*Aim of the exercise*.
For the material that follows, list every line containing the word "BinaryReader".

-------- Materials provided --------

//! Common utilities for IBX1 tooling.
//!
//! This crate provides the byte-level building blocks shared by the IBX1 crates:
//!
//! - [`BinaryReader`] - Zero-copy, bounds-checked reading from byte slices
//! - [`BinaryWriter`] - Growing output buffer with explicit byte order per write
//!
//! The IBX1 format mixes byte orders on purpose (big-endian framing integers,
//! little-endian value payloads), so every multi-byte accessor here names its
//! byte order instead of assuming one.

mod error;
mod reader;
mod writer;

pub use error::{Error, Result};
pub use reader::BinaryReader;
pub use writer::BinaryWriter;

--------

*Task solution*.
//! - [`BinaryReader`] - Zero-copy, bounds-checked reading from byte slices
pub use reader::BinaryReader;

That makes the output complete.